Reports document legislature’s continued assault on democratic, inclusive public schools

Published February 29, 2024

By Kris Nordstrom

the North Carolina Capitol Building with the words "NPE Report: North Carolina Abandons Public Schools" and red "F" in a circle

A new report from the Network for Public Education gives North Carolina failing marks for its commitment to democratically governed schools. According to the report, North Carolina legislators are working hard to undermine our public schools. The report puts North Carolina in the bottom five of all states.

When given the proper resources and support, our public schools are one of the few public institutions that foster cross-class and cross-racial solidarity. As a result, our public schools are under increasing attack from those who oppose them. Reactionaries from right-wing think tanks have manufactured a series of moral panics about critical race theory, mask mandates, LGBTQ rights, and, more recently, diversity, equity, and inclusion (DEI). These coordinated efforts – embraced enthusiastically by certain North Carolina lawmakers – have been intentionally designed to undermine the public’s approval of inclusive, democratic, public schools.  

As the report notes, these reactionaries have increasingly found allies in the school choice sector advocating for increased public funding of the discriminatory private school industry: “The spread of the so-called ‘school choice movement’ is linked with a well-orchestrated campaign to turn the public against its schools.”

To measure states’ commitment to democratically governed public schools, this report examines states’ laws relating to school choice, public school funding levels, support for the homeschool sector, and efforts that curb the rights of teachers and students such as book bans and prohibitions on collective bargaining.

North Carolina’s bottom-of-the-barrel ranking reflects several recent legislative actions and negative trends that have undermined inclusive, democratic public schools in North Carolina:

  • Continued expansion of underperforming charter schools and the decision to strip the State Board’s oversight;
  • The tripling of funding for unaccountable vouchers and the opening of the program to wealthy families who are already enrolled in and can afford private school;
  • Chronic underfunding of public schools that has put North Carolina schools at the bottom of rankings for school funding levels and school funding effort;
  • Clinging onto a discriminatory school accountability system that stigmatizes schools serving students of color and students from families with low incomes;
  • Efforts to limit teachers’ ability to best serve their students such as the anti-LGBTQ “Parents Bill of Rights” and the Lieutenant Governor’s FACTS Task Force that tried – but failed – to find evidence of teachers “indoctrinating” their students; and
  • Teacher salaries that trail the national average by a whopping 21 percent.

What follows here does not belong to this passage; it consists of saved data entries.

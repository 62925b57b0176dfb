//! Search-term database: the rotation of queries used to find artworks.
use serde::Deserialize;
use std::path::Path;
use tracing::{info, warn};

/// Built-in rotation used when no term database is available.
pub const DEFAULT_TERMS: &[&str] = &[
    "Rembrandt",
    "Leonardo da Vinci",
    "Michelangelo",
    "Picasso",
    "Van Gogh",
    "Monet",
    "Vermeer",
    "Caravaggio",
    "Titian",
    "Renaissance painting",
    "Impressionism painting",
    "Baroque painting",
];

/// On-disk layout of the term database. All lists share one rotation.
#[derive(Debug, Default, Deserialize)]
#[serde(default)]
struct TermDatabase {
    search_queries: Vec<String>,
    movements: Vec<String>,
    themes: Vec<String>,
}

pub fn default_terms() -> Vec<String> {
    DEFAULT_TERMS.iter().map(|t| t.to_string()).collect()
}

/// Load the rotation from `path`. A missing, unreadable or empty database
/// falls back to [`DEFAULT_TERMS`].
pub async fn load(path: &Path) -> Vec<String> {
    let content = match tokio::fs::read(path).await {
        Ok(content) => content,
        Err(err) => {
            warn!(path = %path.display(), %err, "term database unavailable; using defaults");
            return default_terms();
        }
    };
    let db: TermDatabase = match serde_json::from_slice(&content) {
        Ok(db) => db,
        Err(err) => {
            warn!(path = %path.display(), %err, "term database unreadable; using defaults");
            return default_terms();
        }
    };

    let terms: Vec<String> = db
        .search_queries
        .into_iter()
        .chain(db.movements)
        .chain(db.themes)
        .map(|t| t.trim().to_string())
        .filter(|t| !t.is_empty())
        .collect();
    if terms.is_empty() {
        warn!(path = %path.display(), "term database is empty; using defaults");
        return default_terms();
    }
    info!(count = terms.len(), "loaded search terms");
    terms
}
//! Bounded exponential backoff for calls against remote services.
use std::fmt::Display;
use std::future::Future;
use std::time::Duration;
use tracing::warn;

/// Errors that can tell whether trying again might help.
pub trait Transient {
    fn is_transient(&self) -> bool;
}

/// Retry policy: `attempts` tries in total, sleeping `base_delay * 2^(n-1)`
/// after the n-th failed try.
#[derive(Debug, Clone, Copy, PartialEq, Eq)]
pub struct Backoff {
    pub attempts: u32,
    pub base_delay: Duration,
}

impl Default for Backoff {
    fn default() -> Self {
        Self {
            attempts: 3,
            base_delay: Duration::from_millis(500),
        }
    }
}

impl Backoff {
    pub fn new(attempts: u32, base_delay: Duration) -> Self {
        Self {
            attempts: attempts.max(1),
            base_delay,
        }
    }

    /// Delay to wait after the given (1-based) failed attempt.
    pub fn delay_after(&self, attempt: u32) -> Duration {
        let factor = 1_u32 << attempt.saturating_sub(1).min(16);
        self.base_delay.saturating_mul(factor)
    }

    /// Run `op` until it succeeds, fails permanently, or the attempt budget
    /// is spent. The last error is returned.
    pub async fn retry<T, E, F, Fut>(&self, what: &str, mut op: F) -> Result<T, E>
    where
        F: FnMut() -> Fut,
        Fut: Future<Output = Result<T, E>>,
        E: Transient + Display,
    {
        let attempts = self.attempts.max(1);
        let mut attempt = 1;
        loop {
            match op().await {
                Ok(value) => return Ok(value),
                Err(err) if err.is_transient() && attempt < attempts => {
                    let delay = self.delay_after(attempt);
                    warn!(
                        what,
                        attempt,
                        max_attempts = attempts,
                        delay_ms = delay.as_millis() as u64,
                        %err,
                        "transient failure; retrying"
                    );
                    if !delay.is_zero() {
                        tokio::time::sleep(delay).await;
                    }
                    attempt += 1;
                }
                Err(err) => return Err(err),
            }
        }
    }
}

#[cfg(test)]
mod tests {
    use super::*;
    use std::sync::atomic::{AtomicU32, Ordering};

    #[derive(Debug)]
    struct Flaky(bool);

    impl Display for Flaky {
        fn fmt(&self, f: &mut std::fmt::Formatter<'_>) -> std::fmt::Result {
            write!(f, "flaky(transient={})", self.0)
        }
    }

    impl Transient for Flaky {
        fn is_transient(&self) -> bool {
            self.0
        }
    }

    #[test]
    fn delay_doubles_per_attempt() {
        let b = Backoff::new(3, Duration::from_millis(500));
        assert_eq!(b.delay_after(1), Duration::from_millis(500));
        assert_eq!(b.delay_after(2), Duration::from_millis(1000));
        assert_eq!(b.delay_after(3), Duration::from_millis(2000));
    }

    #[tokio::test]
    async fn gives_up_after_budget() {
        let calls = &AtomicU32::new(0);
        let b = Backoff::new(3, Duration::ZERO);
        let res: Result<(), Flaky> = b
            .retry("search", move || async move {
                calls.fetch_add(1, Ordering::SeqCst);
                Err(Flaky(true))
            })
            .await;
        assert!(res.is_err());
        assert_eq!(calls.load(Ordering::SeqCst), 3);
    }

    #[tokio::test]
    async fn permanent_errors_are_not_retried() {
        let calls = &AtomicU32::new(0);
        let b = Backoff::new(3, Duration::ZERO);
        let res: Result<(), Flaky> = b
            .retry("fetch", move || async move {
                calls.fetch_add(1, Ordering::SeqCst);
                Err(Flaky(false))
            })
            .await;
        assert!(res.is_err());
        assert_eq!(calls.load(Ordering::SeqCst), 1);
    }

    #[tokio::test]
    async fn recovers_after_transient_failure() {
        let calls = &AtomicU32::new(0);
        let b = Backoff::new(3, Duration::ZERO);
        let res = b
            .retry("search", move || async move {
                if calls.fetch_add(1, Ordering::SeqCst) == 0 {
                    Err(Flaky(true))
                } else {
                    Ok(7)
                }
            })
            .await;
        assert_eq!(res.unwrap(), 7);
        assert_eq!(calls.load(Ordering::SeqCst), 2);
    }
}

Interestingly, out of the 17 states earning an F grade, North Carolina is one of only two with a divided government. Despite having a governor who supports public schools, North Carolina’s gerrymandered legislature has provided anti-public school politicians with veto-proof majorities, allowing them to overturn gubernatorial vetoes and undermine the democratic will of the people.

The Network’s report comes on the heels of a feature story in Jacobin detailing how North Carolina’s school privatizers are subverting democracy. North Carolina’s newly universal voucher program only came to being due to a massively gerrymandered legislature and a leadership willing to tie the unpopularvoucher program to the desperately needed expansion of Medicaid. In Texas and Georgia, where vouchers have been run as standalone bills, voucher schemes have been defeated.

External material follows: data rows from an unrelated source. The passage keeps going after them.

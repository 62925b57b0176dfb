//! Whole-document JSON load/replace helpers shared by the stores.
use serde::{de::DeserializeOwned, Serialize};
use std::path::{Path, PathBuf};
use tokio::io::AsyncWriteExt;
use tracing::warn;

use super::{Result, StoreError};

/// Serialize `value` and atomically replace `path` with it.
///
/// The document is written and synced to a sibling `.tmp` file first, then
/// renamed over the target. Readers see the old or the new document, never
/// a torn one.
pub async fn write_json_atomic<T: Serialize + ?Sized>(path: &Path, value: &T) -> Result<()> {
    let bytes = serde_json::to_vec_pretty(value).map_err(|source| StoreError::Encode {
        path: path.to_path_buf(),
        source,
    })?;

    if let Some(parent) = path.parent().filter(|p| !p.as_os_str().is_empty()) {
        tokio::fs::create_dir_all(parent)
            .await
            .map_err(|e| StoreError::io(parent, e))?;
    }

    let tmp = sibling(path, ".tmp");
    let mut file = tokio::fs::File::create(&tmp)
        .await
        .map_err(|e| StoreError::io(&tmp, e))?;
    file.write_all(&bytes)
        .await
        .map_err(|e| StoreError::io(&tmp, e))?;
    file.sync_all().await.map_err(|e| StoreError::io(&tmp, e))?;
    drop(file);

    tokio::fs::rename(&tmp, path)
        .await
        .map_err(|e| StoreError::io(path, e))?;
    sync_parent(path).await
}

/// Flush the directory entry so the rename itself survives a crash.
#[cfg(unix)]
async fn sync_parent(path: &Path) -> Result<()> {
    let parent = match path.parent() {
        Some(p) if !p.as_os_str().is_empty() => p,
        _ => Path::new("."),
    };
    let dir = tokio::fs::File::open(parent)
        .await
        .map_err(|e| StoreError::io(parent, e))?;
    dir.sync_all().await.map_err(|e| StoreError::io(parent, e))
}

#[cfg(not(unix))]
async fn sync_parent(_path: &Path) -> Result<()> {
    Ok(())
}

/// Load a JSON document, treating a missing file as the default value.
///
/// A file that exists but does not parse is copied to `<name>.corrupt`
/// and loaded as the default.
pub async fn load_json_or_default<T: DeserializeOwned + Default>(path: &Path) -> Result<T> {
    let bytes = match tokio::fs::read(path).await {
        Ok(bytes) => bytes,
        Err(e) if e.kind() == std::io::ErrorKind::NotFound => return Ok(T::default()),
        Err(e) => return Err(StoreError::io(path, e)),
    };
    match serde_json::from_slice(&bytes) {
        Ok(value) => Ok(value),
        Err(err) => {
            let backup = sibling(path, ".corrupt");
            warn!(
                path = %path.display(),
                backup = %backup.display(),
                %err,
                "corrupt state file; loading as empty"
            );
            if let Err(e) = tokio::fs::write(&backup, &bytes).await {
                warn!(path = %path.display(), err = %e, "failed to keep a copy of corrupt state file");
            }
            Ok(T::default())
        }
    }
}

fn sibling(path: &Path, suffix: &str) -> PathBuf {
    let mut name = path.file_name().unwrap_or_default().to_os_string();
    name.push(suffix);
    path.with_file_name(name)
}

#[cfg(test)]
mod tests {
    use super::*;
    use tempfile::tempdir;

    #[tokio::test]
    async fn missing_file_loads_default() {
        let td = tempdir().unwrap();
        let v: Vec<u32> = load_json_or_default(&td.path().join("nope.json"))
            .await
            .unwrap();
        assert!(v.is_empty());
    }

    #[tokio::test]
    async fn corrupt_file_loads_default() {
        let td = tempdir().unwrap();
        let p = td.path().join("broken.json");
        tokio::fs::write(&p, b"[1, 2,").await.unwrap();
        let v: Vec<u32> = load_json_or_default(&p).await.unwrap();
        assert!(v.is_empty());
        let kept = tokio::fs::read(td.path().join("broken.json.corrupt"))
            .await
            .unwrap();
        assert_eq!(kept, b"[1, 2,");
    }

    #[tokio::test]
    async fn write_replaces_and_leaves_no_tmp() {
        let td = tempdir().unwrap();
        let p = td.path().join("nested").join("doc.json");
        write_json_atomic(&p, &vec![1, 2, 3]).await.unwrap();
        write_json_atomic(&p, &vec![4]).await.unwrap();

        let v: Vec<u32> = load_json_or_default(&p).await.unwrap();
        assert_eq!(v, vec![4]);
        assert!(!sibling(&p, ".tmp").exists());
    }

    #[cfg(unix)]
    #[tokio::test]
    async fn parent_directory_is_synced_after_rename() {
        let td = tempdir().unwrap();
        let p = td.path().join("doc.json");
        write_json_atomic(&p, &vec![1]).await.unwrap();
        sync_parent(&p).await.unwrap();

        let gone = td.path().join("gone");
        match sync_parent(&gone.join("doc.json")).await {
            Err(StoreError::Io { path, .. }) => assert_eq!(path, gone),
            other => panic!("expected I/O error, got {other:?}"),
        }
    }
}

The good news is that, despite the coordinated efforts of moneyed interests, a right-wing media echo chamber, and anti-public school politicians, most parents are satisfied with their children’s schools. Across the political spectrum a majority of adults feel improving public schools is a better use of public funds than providing families with vouchers. Anti-public school candidates and anti-public school measures like voucher programs have largely been rejected when put on the ballot. Most people are repulsed by policymakers swinging wildly from one manufactured moral panic to the next, banning books, and stoking unhinged behavior at school board meetings.

But as these two new reports have shown, these coordinated attacks on North Carolina schools have convinced some North Carolina politicians to go to great lengths to undermine the will of the people to dismantle one of the last public institutions that can foster cross-class and cross-racial solidarity.